[[ WORKING DATA, beginning ]]

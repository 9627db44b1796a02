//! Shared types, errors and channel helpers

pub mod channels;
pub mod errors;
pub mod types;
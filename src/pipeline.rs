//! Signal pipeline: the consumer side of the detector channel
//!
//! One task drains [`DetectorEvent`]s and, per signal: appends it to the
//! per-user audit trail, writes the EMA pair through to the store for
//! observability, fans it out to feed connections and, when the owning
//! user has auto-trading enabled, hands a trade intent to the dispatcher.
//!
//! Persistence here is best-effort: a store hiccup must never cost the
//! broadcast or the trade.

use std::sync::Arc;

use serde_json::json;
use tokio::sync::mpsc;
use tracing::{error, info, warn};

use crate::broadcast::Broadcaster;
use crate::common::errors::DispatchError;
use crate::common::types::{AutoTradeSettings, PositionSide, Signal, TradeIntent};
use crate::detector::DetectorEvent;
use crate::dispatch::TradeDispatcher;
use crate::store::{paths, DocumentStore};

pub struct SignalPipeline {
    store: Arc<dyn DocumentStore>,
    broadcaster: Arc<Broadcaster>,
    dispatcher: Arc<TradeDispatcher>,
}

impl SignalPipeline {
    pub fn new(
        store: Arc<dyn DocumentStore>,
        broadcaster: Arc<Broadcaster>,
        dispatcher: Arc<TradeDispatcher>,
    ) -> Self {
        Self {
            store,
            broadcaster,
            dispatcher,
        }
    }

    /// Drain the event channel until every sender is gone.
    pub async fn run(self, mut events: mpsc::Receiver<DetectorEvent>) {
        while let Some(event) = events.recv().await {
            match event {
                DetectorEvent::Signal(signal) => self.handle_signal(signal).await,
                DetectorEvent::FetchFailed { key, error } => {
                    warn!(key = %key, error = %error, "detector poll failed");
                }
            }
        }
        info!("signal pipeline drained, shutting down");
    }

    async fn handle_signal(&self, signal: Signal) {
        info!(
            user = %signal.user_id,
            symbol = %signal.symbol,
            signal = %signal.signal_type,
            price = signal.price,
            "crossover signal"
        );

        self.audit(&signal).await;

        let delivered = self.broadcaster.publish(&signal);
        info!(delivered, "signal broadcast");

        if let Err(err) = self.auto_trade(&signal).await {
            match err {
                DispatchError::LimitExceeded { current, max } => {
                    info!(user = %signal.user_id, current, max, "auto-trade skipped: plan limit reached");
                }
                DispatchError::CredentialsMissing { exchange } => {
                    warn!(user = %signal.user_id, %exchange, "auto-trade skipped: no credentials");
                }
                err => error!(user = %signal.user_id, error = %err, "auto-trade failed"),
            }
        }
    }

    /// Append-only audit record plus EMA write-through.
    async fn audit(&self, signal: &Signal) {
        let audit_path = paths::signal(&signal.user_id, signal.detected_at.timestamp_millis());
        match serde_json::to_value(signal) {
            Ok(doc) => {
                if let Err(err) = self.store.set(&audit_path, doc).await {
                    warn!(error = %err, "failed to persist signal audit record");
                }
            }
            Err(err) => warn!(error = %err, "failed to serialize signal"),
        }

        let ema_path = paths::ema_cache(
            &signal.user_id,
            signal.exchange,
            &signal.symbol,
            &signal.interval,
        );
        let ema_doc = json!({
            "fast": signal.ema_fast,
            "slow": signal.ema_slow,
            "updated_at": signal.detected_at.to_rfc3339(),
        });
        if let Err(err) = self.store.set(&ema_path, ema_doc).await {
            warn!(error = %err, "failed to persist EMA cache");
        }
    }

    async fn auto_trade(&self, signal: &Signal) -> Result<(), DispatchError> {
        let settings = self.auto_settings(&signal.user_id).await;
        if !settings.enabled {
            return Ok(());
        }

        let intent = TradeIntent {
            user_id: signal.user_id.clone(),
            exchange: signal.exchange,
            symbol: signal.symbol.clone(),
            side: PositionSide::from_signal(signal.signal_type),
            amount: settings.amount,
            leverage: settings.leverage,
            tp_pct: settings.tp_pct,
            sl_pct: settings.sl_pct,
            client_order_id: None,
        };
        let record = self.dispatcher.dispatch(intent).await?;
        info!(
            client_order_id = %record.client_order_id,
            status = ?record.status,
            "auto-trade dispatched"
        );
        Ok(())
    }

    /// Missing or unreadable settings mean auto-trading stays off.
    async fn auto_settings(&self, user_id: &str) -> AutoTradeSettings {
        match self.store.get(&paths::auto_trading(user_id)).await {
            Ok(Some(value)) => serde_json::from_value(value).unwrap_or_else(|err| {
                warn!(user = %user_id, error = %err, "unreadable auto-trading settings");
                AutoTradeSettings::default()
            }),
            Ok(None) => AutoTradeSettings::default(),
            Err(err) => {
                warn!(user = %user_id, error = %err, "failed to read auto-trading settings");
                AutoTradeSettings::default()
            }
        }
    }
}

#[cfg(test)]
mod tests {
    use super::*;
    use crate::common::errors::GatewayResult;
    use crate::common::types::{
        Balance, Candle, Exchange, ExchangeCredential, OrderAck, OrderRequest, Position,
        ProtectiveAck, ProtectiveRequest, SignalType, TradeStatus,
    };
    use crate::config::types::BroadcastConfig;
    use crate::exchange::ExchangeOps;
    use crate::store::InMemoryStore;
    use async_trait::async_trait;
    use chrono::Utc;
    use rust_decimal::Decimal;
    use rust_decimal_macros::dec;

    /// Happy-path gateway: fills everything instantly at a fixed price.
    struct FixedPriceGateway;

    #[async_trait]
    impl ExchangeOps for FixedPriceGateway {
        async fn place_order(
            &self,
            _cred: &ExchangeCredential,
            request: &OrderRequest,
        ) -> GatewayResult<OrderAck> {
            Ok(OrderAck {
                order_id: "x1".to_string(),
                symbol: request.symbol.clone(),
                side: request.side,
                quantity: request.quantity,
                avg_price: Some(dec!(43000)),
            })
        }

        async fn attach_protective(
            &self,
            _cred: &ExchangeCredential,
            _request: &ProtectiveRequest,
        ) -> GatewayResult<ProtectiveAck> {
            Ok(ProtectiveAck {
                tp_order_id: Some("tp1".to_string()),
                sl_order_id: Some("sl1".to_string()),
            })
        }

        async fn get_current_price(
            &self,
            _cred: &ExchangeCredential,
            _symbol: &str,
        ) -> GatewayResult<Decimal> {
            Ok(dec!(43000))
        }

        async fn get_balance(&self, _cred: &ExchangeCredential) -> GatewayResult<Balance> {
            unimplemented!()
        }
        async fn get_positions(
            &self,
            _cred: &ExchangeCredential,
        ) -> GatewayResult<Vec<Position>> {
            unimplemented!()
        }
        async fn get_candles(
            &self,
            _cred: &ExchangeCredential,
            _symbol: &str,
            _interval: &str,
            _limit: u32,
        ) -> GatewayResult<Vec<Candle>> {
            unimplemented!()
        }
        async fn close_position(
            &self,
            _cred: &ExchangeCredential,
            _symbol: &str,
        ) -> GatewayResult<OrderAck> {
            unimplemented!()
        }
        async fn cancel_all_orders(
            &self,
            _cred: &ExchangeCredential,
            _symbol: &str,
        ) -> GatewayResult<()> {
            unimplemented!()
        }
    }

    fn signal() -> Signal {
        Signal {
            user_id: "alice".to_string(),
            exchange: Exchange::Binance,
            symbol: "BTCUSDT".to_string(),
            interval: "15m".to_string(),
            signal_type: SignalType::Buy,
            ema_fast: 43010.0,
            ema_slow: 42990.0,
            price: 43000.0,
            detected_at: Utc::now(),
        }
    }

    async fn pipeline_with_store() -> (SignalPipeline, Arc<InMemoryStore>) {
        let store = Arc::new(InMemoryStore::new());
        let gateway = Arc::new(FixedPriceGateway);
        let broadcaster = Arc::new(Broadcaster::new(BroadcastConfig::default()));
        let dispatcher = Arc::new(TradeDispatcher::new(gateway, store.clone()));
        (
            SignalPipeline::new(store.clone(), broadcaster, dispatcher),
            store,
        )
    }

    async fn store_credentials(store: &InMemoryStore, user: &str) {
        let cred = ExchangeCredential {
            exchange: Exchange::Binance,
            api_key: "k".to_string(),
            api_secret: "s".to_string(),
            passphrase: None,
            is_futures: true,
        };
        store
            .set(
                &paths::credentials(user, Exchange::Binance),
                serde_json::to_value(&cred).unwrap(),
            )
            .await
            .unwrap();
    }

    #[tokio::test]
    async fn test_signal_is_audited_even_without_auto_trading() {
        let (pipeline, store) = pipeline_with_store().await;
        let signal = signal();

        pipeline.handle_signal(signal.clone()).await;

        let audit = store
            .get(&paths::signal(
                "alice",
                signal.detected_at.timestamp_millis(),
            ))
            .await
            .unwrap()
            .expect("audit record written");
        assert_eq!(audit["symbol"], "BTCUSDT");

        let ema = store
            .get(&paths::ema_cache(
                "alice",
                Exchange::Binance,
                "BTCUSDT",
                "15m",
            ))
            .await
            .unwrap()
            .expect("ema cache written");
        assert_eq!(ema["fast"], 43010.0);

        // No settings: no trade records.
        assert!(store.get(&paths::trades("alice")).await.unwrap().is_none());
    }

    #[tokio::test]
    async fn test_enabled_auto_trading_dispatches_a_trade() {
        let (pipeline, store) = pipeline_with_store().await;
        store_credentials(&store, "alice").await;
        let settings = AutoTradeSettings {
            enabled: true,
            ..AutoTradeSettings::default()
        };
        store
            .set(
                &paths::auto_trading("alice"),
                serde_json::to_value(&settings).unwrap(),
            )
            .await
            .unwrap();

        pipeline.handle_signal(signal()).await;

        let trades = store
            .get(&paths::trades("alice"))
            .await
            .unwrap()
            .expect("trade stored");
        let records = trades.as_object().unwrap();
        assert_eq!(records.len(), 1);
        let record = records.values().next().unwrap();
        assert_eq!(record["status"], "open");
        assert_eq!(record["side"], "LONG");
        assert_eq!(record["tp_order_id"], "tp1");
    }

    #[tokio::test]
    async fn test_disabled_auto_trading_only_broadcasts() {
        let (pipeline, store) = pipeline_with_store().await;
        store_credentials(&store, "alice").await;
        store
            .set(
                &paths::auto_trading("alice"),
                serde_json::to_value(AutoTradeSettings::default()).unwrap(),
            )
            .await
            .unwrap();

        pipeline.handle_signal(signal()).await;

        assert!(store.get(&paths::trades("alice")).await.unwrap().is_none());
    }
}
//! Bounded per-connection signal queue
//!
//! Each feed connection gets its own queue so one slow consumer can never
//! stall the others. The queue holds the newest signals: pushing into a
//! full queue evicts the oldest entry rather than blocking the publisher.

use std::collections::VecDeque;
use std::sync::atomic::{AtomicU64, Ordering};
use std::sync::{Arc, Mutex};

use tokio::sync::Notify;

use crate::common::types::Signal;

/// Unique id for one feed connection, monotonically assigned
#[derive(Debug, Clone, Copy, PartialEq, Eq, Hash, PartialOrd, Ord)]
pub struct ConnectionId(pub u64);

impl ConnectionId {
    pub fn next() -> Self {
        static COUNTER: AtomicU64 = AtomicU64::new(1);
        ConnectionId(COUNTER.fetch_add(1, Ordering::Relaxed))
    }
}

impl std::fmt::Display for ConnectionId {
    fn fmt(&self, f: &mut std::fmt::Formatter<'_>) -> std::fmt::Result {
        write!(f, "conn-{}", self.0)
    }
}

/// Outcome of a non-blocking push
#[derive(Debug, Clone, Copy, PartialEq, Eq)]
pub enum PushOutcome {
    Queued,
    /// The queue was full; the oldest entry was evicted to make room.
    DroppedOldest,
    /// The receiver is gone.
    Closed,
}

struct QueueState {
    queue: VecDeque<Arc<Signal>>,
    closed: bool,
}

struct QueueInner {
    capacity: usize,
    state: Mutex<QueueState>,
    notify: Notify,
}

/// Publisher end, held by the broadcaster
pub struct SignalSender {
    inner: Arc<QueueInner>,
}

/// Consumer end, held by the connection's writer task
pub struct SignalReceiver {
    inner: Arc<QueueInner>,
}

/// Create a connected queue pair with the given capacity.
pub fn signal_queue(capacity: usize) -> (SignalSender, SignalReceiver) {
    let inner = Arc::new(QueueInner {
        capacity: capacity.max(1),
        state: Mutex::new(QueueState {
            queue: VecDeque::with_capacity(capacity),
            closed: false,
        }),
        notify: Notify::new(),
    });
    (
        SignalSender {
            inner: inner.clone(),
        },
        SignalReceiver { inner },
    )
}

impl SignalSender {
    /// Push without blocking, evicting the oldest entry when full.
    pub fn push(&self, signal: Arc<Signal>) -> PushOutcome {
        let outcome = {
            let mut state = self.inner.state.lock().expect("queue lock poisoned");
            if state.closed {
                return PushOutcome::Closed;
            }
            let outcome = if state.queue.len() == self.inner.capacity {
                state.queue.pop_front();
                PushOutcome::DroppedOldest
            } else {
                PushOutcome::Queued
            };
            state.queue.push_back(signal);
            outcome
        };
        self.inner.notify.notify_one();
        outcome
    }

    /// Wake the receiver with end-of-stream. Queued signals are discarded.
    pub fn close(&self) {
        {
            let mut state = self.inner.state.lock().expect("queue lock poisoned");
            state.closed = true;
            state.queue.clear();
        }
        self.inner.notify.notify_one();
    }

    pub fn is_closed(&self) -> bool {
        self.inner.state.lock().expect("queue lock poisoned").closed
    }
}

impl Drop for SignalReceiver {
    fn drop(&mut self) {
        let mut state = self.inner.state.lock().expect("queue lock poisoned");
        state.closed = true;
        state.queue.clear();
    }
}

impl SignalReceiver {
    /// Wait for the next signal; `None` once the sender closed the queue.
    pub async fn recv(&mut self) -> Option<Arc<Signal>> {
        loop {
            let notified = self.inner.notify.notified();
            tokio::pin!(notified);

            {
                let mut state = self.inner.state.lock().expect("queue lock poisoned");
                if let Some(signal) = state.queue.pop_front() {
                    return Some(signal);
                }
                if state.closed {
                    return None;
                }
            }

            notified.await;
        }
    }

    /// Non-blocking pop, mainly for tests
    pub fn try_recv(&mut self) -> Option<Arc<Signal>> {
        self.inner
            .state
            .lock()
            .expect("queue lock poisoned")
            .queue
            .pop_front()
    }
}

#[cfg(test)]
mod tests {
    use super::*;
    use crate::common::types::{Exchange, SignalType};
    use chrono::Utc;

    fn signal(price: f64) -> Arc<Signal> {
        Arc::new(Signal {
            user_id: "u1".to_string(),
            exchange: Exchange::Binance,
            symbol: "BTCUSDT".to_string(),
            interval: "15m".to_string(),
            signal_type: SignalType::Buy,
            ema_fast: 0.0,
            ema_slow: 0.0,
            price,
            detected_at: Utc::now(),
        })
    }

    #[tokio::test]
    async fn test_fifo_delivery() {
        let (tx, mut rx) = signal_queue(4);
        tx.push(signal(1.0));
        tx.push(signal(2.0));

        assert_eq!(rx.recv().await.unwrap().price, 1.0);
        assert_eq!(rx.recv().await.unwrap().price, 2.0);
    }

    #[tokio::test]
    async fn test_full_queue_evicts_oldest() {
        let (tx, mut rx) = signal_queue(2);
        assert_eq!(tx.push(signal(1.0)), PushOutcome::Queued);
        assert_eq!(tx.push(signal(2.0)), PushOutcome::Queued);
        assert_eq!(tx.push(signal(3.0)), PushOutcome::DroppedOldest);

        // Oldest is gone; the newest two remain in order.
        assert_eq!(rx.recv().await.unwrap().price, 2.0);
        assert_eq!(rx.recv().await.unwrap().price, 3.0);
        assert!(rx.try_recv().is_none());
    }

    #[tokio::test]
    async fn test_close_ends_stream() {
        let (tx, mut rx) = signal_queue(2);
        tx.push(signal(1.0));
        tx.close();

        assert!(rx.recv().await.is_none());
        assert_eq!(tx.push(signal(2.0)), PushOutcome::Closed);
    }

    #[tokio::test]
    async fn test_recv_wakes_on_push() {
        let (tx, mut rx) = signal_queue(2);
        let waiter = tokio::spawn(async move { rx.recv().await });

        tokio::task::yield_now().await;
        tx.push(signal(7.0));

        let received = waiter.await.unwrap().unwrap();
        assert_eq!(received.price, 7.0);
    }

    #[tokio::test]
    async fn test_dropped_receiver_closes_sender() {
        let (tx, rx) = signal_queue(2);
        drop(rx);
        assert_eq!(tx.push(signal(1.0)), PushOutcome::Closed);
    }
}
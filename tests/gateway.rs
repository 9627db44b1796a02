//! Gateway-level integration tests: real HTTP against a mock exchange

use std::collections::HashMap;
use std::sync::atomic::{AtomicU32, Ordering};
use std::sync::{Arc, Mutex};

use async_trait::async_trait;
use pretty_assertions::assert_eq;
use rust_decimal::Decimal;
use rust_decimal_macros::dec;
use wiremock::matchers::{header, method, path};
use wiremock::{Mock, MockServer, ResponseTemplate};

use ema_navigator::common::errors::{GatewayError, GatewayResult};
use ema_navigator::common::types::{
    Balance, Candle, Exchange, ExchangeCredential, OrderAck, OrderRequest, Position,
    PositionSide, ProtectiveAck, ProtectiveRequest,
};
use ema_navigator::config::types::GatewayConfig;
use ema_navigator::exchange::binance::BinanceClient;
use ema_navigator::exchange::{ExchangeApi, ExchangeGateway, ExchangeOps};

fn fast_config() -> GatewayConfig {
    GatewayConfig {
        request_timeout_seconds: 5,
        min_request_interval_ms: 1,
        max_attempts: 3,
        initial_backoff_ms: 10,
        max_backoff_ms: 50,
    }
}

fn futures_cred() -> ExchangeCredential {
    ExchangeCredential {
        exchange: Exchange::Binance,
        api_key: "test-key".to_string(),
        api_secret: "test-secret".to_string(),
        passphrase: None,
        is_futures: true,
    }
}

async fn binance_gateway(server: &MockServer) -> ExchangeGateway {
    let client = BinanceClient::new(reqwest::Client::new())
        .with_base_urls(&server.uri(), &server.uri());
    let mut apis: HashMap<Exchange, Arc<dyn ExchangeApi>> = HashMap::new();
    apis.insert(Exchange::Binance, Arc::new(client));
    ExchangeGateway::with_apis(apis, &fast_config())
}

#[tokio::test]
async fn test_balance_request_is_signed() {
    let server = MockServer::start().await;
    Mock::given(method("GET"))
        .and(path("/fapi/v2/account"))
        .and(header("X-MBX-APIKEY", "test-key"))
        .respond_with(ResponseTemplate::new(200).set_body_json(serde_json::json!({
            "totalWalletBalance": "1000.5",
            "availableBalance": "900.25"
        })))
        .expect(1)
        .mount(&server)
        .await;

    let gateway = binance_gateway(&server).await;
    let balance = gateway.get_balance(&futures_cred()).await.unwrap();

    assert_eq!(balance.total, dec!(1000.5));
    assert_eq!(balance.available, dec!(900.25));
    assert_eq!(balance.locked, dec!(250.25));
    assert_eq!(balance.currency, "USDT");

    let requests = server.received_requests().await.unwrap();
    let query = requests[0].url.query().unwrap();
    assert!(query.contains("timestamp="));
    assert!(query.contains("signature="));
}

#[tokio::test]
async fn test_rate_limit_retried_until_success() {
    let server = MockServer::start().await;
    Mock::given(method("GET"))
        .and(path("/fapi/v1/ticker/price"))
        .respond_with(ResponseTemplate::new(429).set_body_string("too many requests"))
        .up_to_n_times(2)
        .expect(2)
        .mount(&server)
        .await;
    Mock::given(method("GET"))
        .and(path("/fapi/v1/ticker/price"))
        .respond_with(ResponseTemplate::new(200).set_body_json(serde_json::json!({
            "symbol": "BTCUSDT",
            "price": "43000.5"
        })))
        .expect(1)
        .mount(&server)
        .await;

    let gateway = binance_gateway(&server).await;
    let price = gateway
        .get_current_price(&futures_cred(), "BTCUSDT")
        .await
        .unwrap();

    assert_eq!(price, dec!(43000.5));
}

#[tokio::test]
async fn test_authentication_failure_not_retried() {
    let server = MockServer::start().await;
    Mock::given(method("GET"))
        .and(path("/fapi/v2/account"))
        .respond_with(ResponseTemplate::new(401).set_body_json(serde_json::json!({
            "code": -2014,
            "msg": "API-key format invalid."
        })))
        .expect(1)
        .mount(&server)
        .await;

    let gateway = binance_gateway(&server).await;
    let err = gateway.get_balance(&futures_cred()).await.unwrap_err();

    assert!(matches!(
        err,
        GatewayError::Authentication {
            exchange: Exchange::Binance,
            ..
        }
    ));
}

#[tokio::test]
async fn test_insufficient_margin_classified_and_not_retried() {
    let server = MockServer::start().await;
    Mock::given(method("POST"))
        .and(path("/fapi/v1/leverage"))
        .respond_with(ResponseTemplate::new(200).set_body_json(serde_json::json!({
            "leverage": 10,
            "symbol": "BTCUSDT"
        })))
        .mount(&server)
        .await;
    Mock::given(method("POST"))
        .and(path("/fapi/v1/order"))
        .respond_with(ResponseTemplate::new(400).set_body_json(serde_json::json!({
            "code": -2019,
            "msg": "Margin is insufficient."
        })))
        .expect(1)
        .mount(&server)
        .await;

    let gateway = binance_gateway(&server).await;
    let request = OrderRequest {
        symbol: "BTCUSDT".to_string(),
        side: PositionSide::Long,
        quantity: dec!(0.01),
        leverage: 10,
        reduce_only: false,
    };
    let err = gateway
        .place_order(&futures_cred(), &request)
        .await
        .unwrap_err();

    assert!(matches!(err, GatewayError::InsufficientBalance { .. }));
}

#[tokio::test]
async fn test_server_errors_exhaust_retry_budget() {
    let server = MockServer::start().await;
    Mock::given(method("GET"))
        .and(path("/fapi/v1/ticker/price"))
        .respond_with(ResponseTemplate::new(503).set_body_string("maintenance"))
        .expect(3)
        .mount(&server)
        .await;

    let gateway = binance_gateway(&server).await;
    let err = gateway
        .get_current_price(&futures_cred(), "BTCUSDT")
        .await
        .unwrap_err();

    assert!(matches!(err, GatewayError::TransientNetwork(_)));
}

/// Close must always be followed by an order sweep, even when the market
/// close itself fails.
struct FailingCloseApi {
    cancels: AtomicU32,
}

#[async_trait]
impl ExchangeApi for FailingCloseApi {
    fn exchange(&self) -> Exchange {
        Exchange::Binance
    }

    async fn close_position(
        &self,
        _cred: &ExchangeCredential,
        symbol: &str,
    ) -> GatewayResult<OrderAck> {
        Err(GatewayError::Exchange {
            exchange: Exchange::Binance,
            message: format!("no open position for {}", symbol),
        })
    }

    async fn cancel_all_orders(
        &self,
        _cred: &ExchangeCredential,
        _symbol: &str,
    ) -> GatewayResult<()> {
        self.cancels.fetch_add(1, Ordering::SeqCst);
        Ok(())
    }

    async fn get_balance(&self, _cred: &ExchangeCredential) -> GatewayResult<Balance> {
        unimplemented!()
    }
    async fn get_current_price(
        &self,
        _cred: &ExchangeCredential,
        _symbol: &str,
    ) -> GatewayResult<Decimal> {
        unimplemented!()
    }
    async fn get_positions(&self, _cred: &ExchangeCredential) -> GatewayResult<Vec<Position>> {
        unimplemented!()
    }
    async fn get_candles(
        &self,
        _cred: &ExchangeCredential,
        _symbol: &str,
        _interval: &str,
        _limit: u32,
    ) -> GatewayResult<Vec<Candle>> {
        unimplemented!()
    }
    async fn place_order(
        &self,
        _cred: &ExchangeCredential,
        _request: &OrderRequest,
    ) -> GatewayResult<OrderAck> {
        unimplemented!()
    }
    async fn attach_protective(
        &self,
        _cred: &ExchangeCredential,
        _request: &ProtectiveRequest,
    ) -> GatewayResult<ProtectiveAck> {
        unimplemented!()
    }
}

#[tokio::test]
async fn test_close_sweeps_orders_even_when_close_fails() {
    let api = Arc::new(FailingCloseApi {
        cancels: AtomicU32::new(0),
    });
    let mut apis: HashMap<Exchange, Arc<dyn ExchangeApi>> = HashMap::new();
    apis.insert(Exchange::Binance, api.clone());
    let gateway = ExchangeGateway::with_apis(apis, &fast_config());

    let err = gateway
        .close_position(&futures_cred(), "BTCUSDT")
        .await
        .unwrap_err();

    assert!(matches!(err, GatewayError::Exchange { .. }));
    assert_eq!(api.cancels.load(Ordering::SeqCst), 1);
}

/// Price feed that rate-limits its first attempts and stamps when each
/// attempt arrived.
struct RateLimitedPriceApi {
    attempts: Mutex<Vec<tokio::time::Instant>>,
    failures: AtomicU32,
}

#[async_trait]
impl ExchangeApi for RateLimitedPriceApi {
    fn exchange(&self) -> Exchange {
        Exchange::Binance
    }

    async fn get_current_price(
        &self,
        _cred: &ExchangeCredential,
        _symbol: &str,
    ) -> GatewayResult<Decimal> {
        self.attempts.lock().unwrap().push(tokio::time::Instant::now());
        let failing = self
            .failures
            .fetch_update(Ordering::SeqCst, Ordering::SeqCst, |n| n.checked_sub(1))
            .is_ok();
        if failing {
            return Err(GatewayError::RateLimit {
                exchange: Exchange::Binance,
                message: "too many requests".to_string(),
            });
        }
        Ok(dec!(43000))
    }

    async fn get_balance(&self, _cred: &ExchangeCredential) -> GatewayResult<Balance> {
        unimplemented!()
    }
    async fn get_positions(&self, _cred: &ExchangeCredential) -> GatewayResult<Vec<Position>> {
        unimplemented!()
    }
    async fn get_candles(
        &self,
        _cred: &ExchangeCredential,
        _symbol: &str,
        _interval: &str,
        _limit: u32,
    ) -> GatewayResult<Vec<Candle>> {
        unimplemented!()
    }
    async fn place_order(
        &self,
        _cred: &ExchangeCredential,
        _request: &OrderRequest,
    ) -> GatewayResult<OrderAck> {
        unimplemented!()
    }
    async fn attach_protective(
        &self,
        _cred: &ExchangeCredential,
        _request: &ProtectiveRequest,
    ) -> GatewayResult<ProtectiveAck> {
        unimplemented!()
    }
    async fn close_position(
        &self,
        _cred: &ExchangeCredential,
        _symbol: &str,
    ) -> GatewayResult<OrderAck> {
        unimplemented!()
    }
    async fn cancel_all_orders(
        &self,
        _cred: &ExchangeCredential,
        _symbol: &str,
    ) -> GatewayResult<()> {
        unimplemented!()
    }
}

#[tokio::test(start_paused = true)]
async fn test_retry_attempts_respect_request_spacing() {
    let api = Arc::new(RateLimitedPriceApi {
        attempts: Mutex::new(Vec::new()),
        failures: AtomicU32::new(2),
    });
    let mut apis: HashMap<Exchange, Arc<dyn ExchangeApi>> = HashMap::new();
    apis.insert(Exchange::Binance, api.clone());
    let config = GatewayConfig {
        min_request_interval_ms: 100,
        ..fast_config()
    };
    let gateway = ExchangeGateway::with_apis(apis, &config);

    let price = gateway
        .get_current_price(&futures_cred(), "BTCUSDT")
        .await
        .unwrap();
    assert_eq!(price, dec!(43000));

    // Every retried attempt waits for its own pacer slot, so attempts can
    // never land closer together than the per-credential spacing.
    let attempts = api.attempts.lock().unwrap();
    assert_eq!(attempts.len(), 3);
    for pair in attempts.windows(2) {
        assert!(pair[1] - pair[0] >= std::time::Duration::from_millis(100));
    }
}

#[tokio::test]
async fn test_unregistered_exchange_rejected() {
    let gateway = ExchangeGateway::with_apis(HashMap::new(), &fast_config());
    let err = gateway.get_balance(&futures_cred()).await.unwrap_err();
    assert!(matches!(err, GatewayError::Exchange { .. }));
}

[[ WORKING DATA, end ]]

» **TASK INSTRUCTIONS**:
Your job is to return all lines above that hold the word "TradeDispatcher".

» **REPLY**:
use crate::dispatch::TradeDispatcher;
    dispatcher: Arc<TradeDispatcher>,
        dispatcher: Arc<TradeDispatcher>,
        let dispatcher = Arc::new(TradeDispatcher::new(gateway, store.clone()));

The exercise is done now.